• [Exercise instructions] The result should be every line that contains the word "services", taken from the material.

==== Data records

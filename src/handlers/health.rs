use axum::extract::State;
use axum::Json;
use chrono::{DateTime, Utc};
use serde_json::{json, Value};

use crate::database::AppState;
use crate::error::ApiError;

/// GET /api/test - liveness check, touches no store
pub async fn api_test() -> Json<Value> {
    Json(json!({ "message": "sqlbridge-api is running" }))
}

/// GET /api/test-supabase - tracker-store connectivity probe
///
/// Round-trips `SELECT NOW()` so the response carries the store's own clock.
pub async fn tracker_probe(State(state): State<AppState>) -> Result<Json<Value>, ApiError> {
    let time: DateTime<Utc> = sqlx::query_scalar("SELECT NOW()")
        .fetch_one(&state.tracker)
        .await?;

    Ok(Json(json!({
        "success": true,
        "message": "Tracker store connection is working",
        "time": time,
    })))
}
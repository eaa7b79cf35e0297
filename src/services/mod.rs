pub mod account_service;
pub mod activity_service;
pub mod query_service;
pub mod schema_service;
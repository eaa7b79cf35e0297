use std::sync::Arc;

use serde_json::Value;
use sqlx::PgPool;

use crate::database::rows;
use crate::error::ApiError;

/// Validation predicate applied to statement text before it reaches the
/// warehouse. A stricter implementation can be swapped in without touching
/// callers.
pub trait StatementGuard: Send + Sync {
    fn check(&self, sql: &str) -> Result<(), String>;
}

/// Default guard: the statement must be non-empty and, after trimming and
/// case-normalizing, begin with `select`.
///
/// This is a textual prefix check only. Nothing is parsed, and SELECT-based
/// side channels (such as a data-modifying CTE nested inside a SELECT) are
/// not defended against. It is a convenience gate, not a security boundary.
pub struct SelectOnly;

impl StatementGuard for SelectOnly {
    fn check(&self, sql: &str) -> Result<(), String> {
        let trimmed = sql.trim();
        if trimmed.is_empty() {
            return Err("SQL query is required".to_string());
        }
        if !trimmed.to_lowercase().starts_with("select") {
            return Err("Only SELECT queries are allowed".to_string());
        }
        Ok(())
    }
}

pub struct QueryOutput {
    pub rows: Vec<Value>,
    pub row_count: usize,
}

pub struct QueryService {
    pool: PgPool,
    guard: Arc<dyn StatementGuard>,
}

impl QueryService {
    pub fn new(pool: PgPool) -> Self {
        Self {
            pool,
            guard: Arc::new(SelectOnly),
        }
    }

    pub fn with_guard(pool: PgPool, guard: Arc<dyn StatementGuard>) -> Self {
        Self { pool, guard }
    }

    /// Forward gated statement text to the warehouse and return every result
    /// row verbatim. Rejected statements never reach the store.
    pub async fn run_query(&self, sql: &str) -> Result<QueryOutput, ApiError> {
        self.guard.check(sql).map_err(ApiError::validation)?;

        let rows = sqlx::query(sql).fetch_all(&self.pool).await?;
        let data = rows::rows_to_json(&rows);
        let row_count = data.len();

        Ok(QueryOutput {
            rows: data,
            row_count,
        })
    }
}

#[cfg(test)]
mod tests {
    use super::*;

    #[test]
    fn rejects_empty_and_whitespace_statements() {
        assert_eq!(SelectOnly.check(""), Err("SQL query is required".to_string()));
        assert_eq!(SelectOnly.check("   \n\t"), Err("SQL query is required".to_string()));
    }

    #[test]
    fn rejects_non_select_statements() {
        for sql in [
            "DELETE FROM users",
            "drop table learner_activity",
            "  UPDATE t SET x = 1",
            "INSERT INTO t VALUES (1)",
            "explain select 1",
        ] {
            assert_eq!(
                SelectOnly.check(sql),
                Err("Only SELECT queries are allowed".to_string()),
                "should reject: {sql}"
            );
        }
    }

    #[test]
    fn accepts_select_regardless_of_case_and_leading_whitespace() {
        for sql in ["select 1", "SELECT * FROM t", "\n   sElEcT now()"] {
            assert_eq!(SelectOnly.check(sql), Ok(()), "should accept: {sql}");
        }
    }
}
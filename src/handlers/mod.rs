use axum::routing::{get, post};
use axum::Router;
use tower_http::{cors::CorsLayer, trace::TraceLayer};

use crate::database::AppState;

pub mod activity;
pub mod auth;
pub mod health;
pub mod query;
pub mod schema;

pub fn app(state: AppState) -> Router {
    Router::new()
        // Liveness and store probes
        .route("/api/test", get(health::api_test))
        .route("/api/test-supabase", get(health::tracker_probe))
        // Warehouse surface
        .route("/api/tables", get(schema::list_tables))
        .route("/api/schema/:table_name", get(schema::describe_table))
        .route("/api/query", post(query::run_query))
        // Tracker surface
        .route("/api/signup", post(auth::signup))
        .route("/api/login", post(auth::login))
        .route("/api/log-activity", post(activity::log_activity))
        // Global middleware
        .layer(CorsLayer::permissive())
        .layer(TraceLayer::new_for_http())
        .with_state(state)
}
use axum::extract::State;
use axum::Json;
use serde::Deserialize;
use serde_json::{json, Value};

use crate::database::AppState;
use crate::error::ApiError;
use crate::services::query_service::QueryService;

#[derive(Debug, Deserialize)]
pub struct QueryRequest {
    pub sql: Option<String>,
}

/// POST /api/query - forward SELECT text to the warehouse
pub async fn run_query(
    State(state): State<AppState>,
    Json(payload): Json<QueryRequest>,
) -> Result<Json<Value>, ApiError> {
    // A missing field behaves like empty text and fails the guard.
    let sql = payload.sql.unwrap_or_default();

    let service = QueryService::new(state.warehouse.clone());
    let output = service.run_query(&sql).await?;

    Ok(Json(json!({
        "success": true,
        "data": output.rows,
        "rowCount": output.row_count,
    })))
}
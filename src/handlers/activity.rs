use axum::extract::State;
use axum::Json;
use serde::Deserialize;
use serde_json::{json, Value};

use crate::database::AppState;
use crate::error::ApiError;
use crate::services::activity_service::ActivityService;

#[derive(Debug, Deserialize)]
#[serde(rename_all = "camelCase")]
pub struct LogActivityRequest {
    pub login_id: Option<String>,
    pub sql_query: Option<String>,
    pub execution_result: Option<Value>,
    pub success: Option<bool>,
}

/// POST /api/log-activity - append one execution-attempt record
///
/// `loginId` is stored as supplied; it is not validated against the user
/// table.
pub async fn log_activity(
    State(state): State<AppState>,
    Json(payload): Json<LogActivityRequest>,
) -> Result<Json<Value>, ApiError> {
    let service = ActivityService::new(state.tracker.clone());

    let record = service
        .log_activity(
            payload.login_id.as_deref().unwrap_or_default(),
            payload.sql_query.as_deref().unwrap_or_default(),
            payload.execution_result.as_ref().unwrap_or(&Value::Null),
            payload.success.unwrap_or(false),
        )
        .await?;

    Ok(Json(json!({
        "success": true,
        "message": "Activity logged successfully",
        "activity": record,
    })))
}
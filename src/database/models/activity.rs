use chrono::{DateTime, Utc};
use serde::{Deserialize, Serialize};
use sqlx::FromRow;

/// Persisted `learner_activity` row. `login_id` is opaque text: the store
/// does not enforce that it names a known user, and neither does this layer.
#[derive(Debug, Clone, Serialize, Deserialize, FromRow)]
#[serde(rename_all = "camelCase")]
pub struct ActivityRecord {
    pub id: i64,
    pub login_id: String,
    pub sql_query: String,
    pub execution_result: String,
    pub success: bool,
    pub created_at: DateTime<Utc>,
}
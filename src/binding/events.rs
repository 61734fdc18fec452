//! ### English
//! Channel-based event delivery.
//!
//! [`Window::events`] installs forwarding handlers for every window and input event of one
//! window and returns the receiving end. It is an alternative to registering closures one by
//! one; it replaces whatever handlers the window had.
//!
//! ### 中文
//! 基于 channel 的事件投递。
//!
//! [`Window::events`] 为某个 window 的所有 window/输入事件安装转发处理器，并返回接收端。
//! 它是逐个注册闭包之外的另一种方式；会替换该 window 已有的处理器。

use std::path::PathBuf;
use std::sync::Arc;

use crossbeam_channel as channel;

use super::error::Error;
use super::input_types::{Action, Key, Modifiers, MouseButton, WindowId};
use super::window::Window;

/// ### English
/// One window or input event, as delivered through [`Window::events`].
///
/// ### 中文
/// 通过 [`Window::events`] 投递的单个 window 或输入事件。
#[derive(Debug, Clone, PartialEq)]
pub enum WindowEvent {
    Pos(i32, i32),
    Size(i32, i32),
    Close,
    Refresh,
    Focus(bool),
    Iconify(bool),
    FramebufferSize(i32, i32),
    /// Key, platform scancode, action and modifiers.
    Key(Key, i32, Action, Modifiers),
    Char(char),
    MouseButton(MouseButton, Action, Modifiers),
    CursorPos(f64, f64),
    CursorEnter(bool),
    Scroll(f64, f64),
    FileDrop(Vec<PathBuf>),
}

type EventSender = channel::Sender<(WindowId, WindowEvent)>;

/// Disconnected receivers are not an error: the events are simply dropped.
fn forward(tx: &EventSender, id: WindowId, event: WindowEvent) {
    if tx.send((id, event)).is_err() {
        tracing::trace!(window = id.key(), "event receiver dropped");
    }
}

impl Window {
    /// ### English
    /// Routes every window and input event of this window into an unbounded channel.
    ///
    /// Events are sent from inside `poll_events`/`wait_events` on the thread that pumps events.
    /// If a native setter fails, the error is returned and the handlers installed before it stay
    /// in place.
    ///
    /// ### 中文
    /// 将该 window 的所有 window 与输入事件转发到无界 channel。
    ///
    /// 事件在泵事件线程的 `poll_events`/`wait_events` 内部发送。若某个原生 setter 失败，
    /// 返回该错误，之前已安装的处理器保持不变。
    pub fn events(&self) -> Result<channel::Receiver<(WindowId, WindowEvent)>, Error> {
        let (tx, rx) = channel::unbounded();

        let sender = tx.clone();
        self.set_pos_handler(Some(Arc::new(move |id, x, y| {
            forward(&sender, id, WindowEvent::Pos(x, y))
        })))?;
        let sender = tx.clone();
        self.set_size_handler(Some(Arc::new(move |id, width, height| {
            forward(&sender, id, WindowEvent::Size(width, height))
        })))?;
        let sender = tx.clone();
        self.set_close_handler(Some(Arc::new(move |id| {
            forward(&sender, id, WindowEvent::Close)
        })))?;
        let sender = tx.clone();
        self.set_refresh_handler(Some(Arc::new(move |id| {
            forward(&sender, id, WindowEvent::Refresh)
        })))?;
        let sender = tx.clone();
        self.set_focus_handler(Some(Arc::new(move |id, focused| {
            forward(&sender, id, WindowEvent::Focus(focused))
        })))?;
        let sender = tx.clone();
        self.set_iconify_handler(Some(Arc::new(move |id, iconified| {
            forward(&sender, id, WindowEvent::Iconify(iconified))
        })))?;
        let sender = tx.clone();
        self.set_framebuffer_size_handler(Some(Arc::new(move |id, width, height| {
            forward(&sender, id, WindowEvent::FramebufferSize(width, height))
        })))?;

        let sender = tx.clone();
        self.set_key_handler(Some(Arc::new(move |id, key, scancode, action, mods| {
            forward(&sender, id, WindowEvent::Key(key, scancode, action, mods))
        })))?;
        let sender = tx.clone();
        self.set_char_handler(Some(Arc::new(move |id, ch| {
            forward(&sender, id, WindowEvent::Char(ch))
        })))?;
        let sender = tx.clone();
        self.set_mouse_button_handler(Some(Arc::new(move |id, button, action, mods| {
            forward(&sender, id, WindowEvent::MouseButton(button, action, mods))
        })))?;
        let sender = tx.clone();
        self.set_cursor_pos_handler(Some(Arc::new(move |id, x, y| {
            forward(&sender, id, WindowEvent::CursorPos(x, y))
        })))?;
        let sender = tx.clone();
        self.set_cursor_enter_handler(Some(Arc::new(move |id, entered| {
            forward(&sender, id, WindowEvent::CursorEnter(entered))
        })))?;
        let sender = tx.clone();
        self.set_scroll_handler(Some(Arc::new(move |id, x, y| {
            forward(&sender, id, WindowEvent::Scroll(x, y))
        })))?;
        self.set_drop_handler(Some(Arc::new(move |id, paths: &[PathBuf]| {
            forward(&tx, id, WindowEvent::FileDrop(paths.to_vec()))
        })))?;

        Ok(rx)
    }
}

========

• [Solution]
filename src/services/mod.rs
use crate::services::query_service::QueryService;
use crate::services::activity_service::ActivityService;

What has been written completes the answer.